**YOUR TASK**
Lines with the word "change" in them must be copied from the records below.
---------- MATERIAL FOR THE TASK ----------
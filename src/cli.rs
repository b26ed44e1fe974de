//! Command-line surface and its handlers.

use std::path::{Path, PathBuf};

use chrono::{Local, NaiveDateTime, NaiveTime};
use clap::{Parser, Subcommand};
use tracing::warn;

use crate::goal::{self, ActivityLevel, Climate};
use crate::history;
use crate::intake::IntakeTracker;
use crate::prefs::{self, Preferences, VolumeUnit, WeightUnit};
use crate::reminders::{ReminderManager, TokioScheduler};
use crate::server::{self, LanguageSettings, ProfileRecord, StubState};
use crate::storage::{JsonFileStore, KeyValueStore, StoreError, KEY_DAILY_GOAL};
use crate::client;

#[derive(Parser)]
#[command(name = "aqualog", version, about = "a smol headless tracker to remind you to drink")]
pub struct Cli {
    /// Override the data directory (defaults to the platform data dir)
    #[arg(long, global = true)]
    pub data_dir: Option<PathBuf>,

    #[command(subcommand)]
    pub command: Commands,
}

#[derive(Subcommand)]
pub enum Commands {
    /// Compute and save the daily water goal from your profile
    Goal {
        /// Body weight, in the configured weight unit
        weight: f64,
        #[arg(long, value_enum, default_value_t = ActivityLevel::Sedentary)]
        activity: ActivityLevel,
        #[arg(long, value_enum, default_value_t = Climate::Temperate)]
        climate: Climate,
    },

    /// Log a drink against today's goal
    Drink {
        /// Amount in milliliters
        #[arg(default_value_t = 250.0)]
        amount: f64,
    },

    /// Show today's intake and what's left of the day
    Status,

    /// Per-day intake totals
    History,

    /// Show or change display units
    Prefs {
        #[arg(long, value_enum)]
        unit: Option<VolumeUnit>,
        #[arg(long, value_enum)]
        weight: Option<WeightUnit>,
    },

    /// Run repeating daily reminders until interrupted
    Remind {
        /// One or more HH:MM times of day
        #[arg(long = "at", required = true)]
        times: Vec<ReminderTime>,
    },

    /// Run the single-record profile/settings stub
    Serve {
        #[arg(long, default_value = "127.0.0.1:3000")]
        addr: String,
    },

    /// Talk to a running stub
    Sync {
        #[arg(long, default_value = "http://127.0.0.1:3000")]
        server: String,
        #[command(subcommand)]
        action: SyncAction,
    },
}

#[derive(Subcommand)]
pub enum SyncAction {
    /// Send a profile (and its derived goal) to the stub
    Push {
        /// Body weight, in the configured weight unit
        weight: f64,
        #[arg(long, value_enum, default_value_t = ActivityLevel::Sedentary)]
        activity: ActivityLevel,
        #[arg(long, value_enum, default_value_t = Climate::Temperate)]
        climate: Climate,
    },
    /// Fetch the stub's record and adopt its daily goal
    Pull,
    /// Read or change the stub's language setting
    Language {
        #[arg(long)]
        set: Option<String>,
    },
}

/// A wall-clock time of day, parsed from `HH:MM`.
#[derive(Debug, Clone, Copy, PartialEq, Eq)]
pub struct ReminderTime {
    pub hour: u32,
    pub minute: u32,
}

impl std::str::FromStr for ReminderTime {
    type Err = String;

    fn from_str(s: &str) -> Result<Self, Self::Err> {
        let (hour, minute) = s
            .split_once(':')
            .ok_or_else(|| format!("expected HH:MM, got {s:?}"))?;
        let hour: u32 = hour.parse().map_err(|_| format!("bad hour in {s:?}"))?;
        let minute: u32 = minute.parse().map_err(|_| format!("bad minute in {s:?}"))?;
        if hour > 23 || minute > 59 {
            return Err(format!("{s:?} is not a valid time of day"));
        }
        Ok(Self { hour, minute })
    }
}

pub async fn run(data_dir: &Path, command: Commands) -> anyhow::Result<()> {
    match command {
        Commands::Goal {
            weight,
            activity,
            climate,
        } => handle_goal(data_dir, weight, activity, climate).await,
        Commands::Drink { amount } => handle_drink(data_dir, amount).await,
        Commands::Status => handle_status(data_dir).await,
        Commands::History => handle_history(data_dir).await,
        Commands::Prefs { unit, weight } => handle_prefs(data_dir, unit, weight).await,
        Commands::Remind { times } => handle_remind(times).await,
        Commands::Serve { addr } => handle_serve(addr).await,
        Commands::Sync { server, action } => handle_sync(data_dir, &server, action).await,
    }
}

async fn open_store(data_dir: &Path) -> Result<JsonFileStore, StoreError> {
    JsonFileStore::open(data_dir.join("store.json")).await
}

async fn handle_goal(
    data_dir: &Path,
    weight: f64,
    activity: ActivityLevel,
    climate: Climate,
) -> anyhow::Result<()> {
    let mut store = open_store(data_dir).await?;
    let prefs = prefs::load(&store).await?;

    let goal = goal::compute_goal(prefs.weight.to_kg(weight), activity, climate)?;
    store.set(KEY_DAILY_GOAL, &goal.to_string()).await?;

    println!("Daily water goal: {goal} mL ({activity}, {climate})");
    Ok(())
}

async fn handle_drink(data_dir: &Path, amount: f64) -> anyhow::Result<()> {
    let store = open_store(data_dir).await?;
    let prefs = prefs::load(&store).await?;

    let mut tracker = IntakeTracker::load(store, Local::now().date_naive()).await?;
    let state = tracker.drink(amount).await?;

    println!(
        "You've drunk {} today",
        prefs.unit.format(state.current_intake_ml)
    );
    print_remaining(&prefs, state.remaining_ml);
    Ok(())
}

async fn handle_status(data_dir: &Path) -> anyhow::Result<()> {
    let store = open_store(data_dir).await?;
    let prefs = prefs::load(&store).await?;

    let tracker = IntakeTracker::load(store, Local::now().date_naive()).await?;
    let state = tracker.state();

    let percent = (state.current_intake_ml / state.daily_goal_ml * 100.0).round();

    println!("{}", state.date);
    println!(
        "{}",
        motivational_message(state.current_intake_ml, state.daily_goal_ml)
    );
    println!(
        "You've drunk {} today ({percent:.0}% of {})",
        prefs.unit.format(state.current_intake_ml),
        prefs.unit.format(state.daily_goal_ml),
    );
    print_remaining(&prefs, state.remaining_ml);

    let left = time_until_midnight(Local::now().naive_local());
    println!(
        "{:02}h {:02}m {:02}s left to hydrate",
        left.num_hours(),
        left.num_minutes() % 60,
        left.num_seconds() % 60
    );
    Ok(())
}

fn print_remaining(prefs: &Preferences, remaining_ml: f64) {
    if remaining_ml > 0.0 {
        println!(
            "You need {} more to reach your goal",
            prefs.unit.format(remaining_ml)
        );
    } else {
        println!("You've reached your daily goal!");
    }
}

async fn handle_history(data_dir: &Path) -> anyhow::Result<()> {
    let store = open_store(data_dir).await?;
    let prefs = prefs::load(&store).await?;

    let totals = history::daily_totals(&history::load_history(&store).await?);
    if totals.is_empty() {
        println!("No history available yet!");
        return Ok(());
    }

    for (date, total) in totals {
        println!("{date}  {}", prefs.unit.format(total));
    }
    Ok(())
}

async fn handle_prefs(
    data_dir: &Path,
    unit: Option<VolumeUnit>,
    weight: Option<WeightUnit>,
) -> anyhow::Result<()> {
    let mut store = open_store(data_dir).await?;
    let mut current = prefs::load(&store).await?;

    if unit.is_some() || weight.is_some() {
        if let Some(unit) = unit {
            current.unit = unit;
        }
        if let Some(weight) = weight {
            current.weight = weight;
        }
        prefs::save(&mut store, current).await?;
    }

    println!(
        "Units: {}, {}",
        current.unit.as_key(),
        current.weight.as_key()
    );
    Ok(())
}

async fn handle_remind(times: Vec<ReminderTime>) -> anyhow::Result<()> {
    let mut manager = ReminderManager::new(TokioScheduler::new());

    for time in &times {
        let reminder = manager
            .add(time.hour, time.minute, Local::now().naive_local())
            .await?;
        println!("Reminder set for {:02}:{:02}", reminder.hour, reminder.minute);
    }

    println!("Press Ctrl-C to stop.");
    tokio::signal::ctrl_c().await?;

    let ids: Vec<u64> = manager.list().iter().map(|reminder| reminder.id).collect();
    for id in ids {
        if let Err(err) = manager.cancel(id).await {
            warn!(%err, "failed to cancel reminder on shutdown");
        }
    }
    Ok(())
}

async fn handle_serve(addr: String) -> anyhow::Result<()> {
    tokio::task::spawn_blocking(move || server::run(&addr, StubState::default())).await??;
    Ok(())
}

async fn handle_sync(data_dir: &Path, server: &str, action: SyncAction) -> anyhow::Result<()> {
    match action {
        SyncAction::Push {
            weight,
            activity,
            climate,
        } => {
            let store = open_store(data_dir).await?;
            let prefs = prefs::load(&store).await?;

            let goal = goal::compute_goal(prefs.weight.to_kg(weight), activity, climate)?;
            let profile = ProfileRecord {
                weight: weight.to_string(),
                activity_level: activity.to_string(),
                climate: climate.to_string(),
                daily_goal: goal,
            };

            client::push_profile(server, &profile).await?;
            println!("Profile saved to {server} (goal {goal} mL)");
        }

        SyncAction::Pull => {
            let profile = client::fetch_profile(server).await?;

            let mut store = open_store(data_dir).await?;
            store
                .set(KEY_DAILY_GOAL, &profile.daily_goal.to_string())
                .await?;

            println!(
                "Adopted daily goal {} mL from {server} ({}, {})",
                profile.daily_goal, profile.activity_level, profile.climate
            );
        }

        SyncAction::Language { set } => match set {
            Some(language) => {
                client::push_settings(server, &LanguageSettings { language: language.clone() })
                    .await?;
                println!("Language set to {language}");
            }
            None => {
                let settings = client::fetch_settings(server).await?;
                println!("Language: {}", settings.language);
            }
        },
    }
    Ok(())
}

/// Encouragement copy keyed to quarter-goal thresholds.
fn motivational_message(intake_ml: f64, goal_ml: f64) -> &'static str {
    if intake_ml >= goal_ml {
        "Congrats! You've reached your daily goal! Keep hydrating!"
    } else if intake_ml > goal_ml * 0.75 {
        "Almost there! You're doing great, just a little more!"
    } else if intake_ml > goal_ml * 0.5 {
        "You're halfway there! Keep going!"
    } else if intake_ml > goal_ml * 0.25 {
        "Keep it up! You're making progress!"
    } else {
        "Start strong! Hydrate and feel energized!"
    }
}

fn time_until_midnight(now: NaiveDateTime) -> chrono::Duration {
    match now.date().succ_opt() {
        Some(tomorrow) => tomorrow.and_time(NaiveTime::MIN) - now,
        None => chrono::Duration::zero(),
    }
}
----------
**SOLUTION TO THE EXERCISE**
    /// Show or change display units
    /// Read or change the stub's language setting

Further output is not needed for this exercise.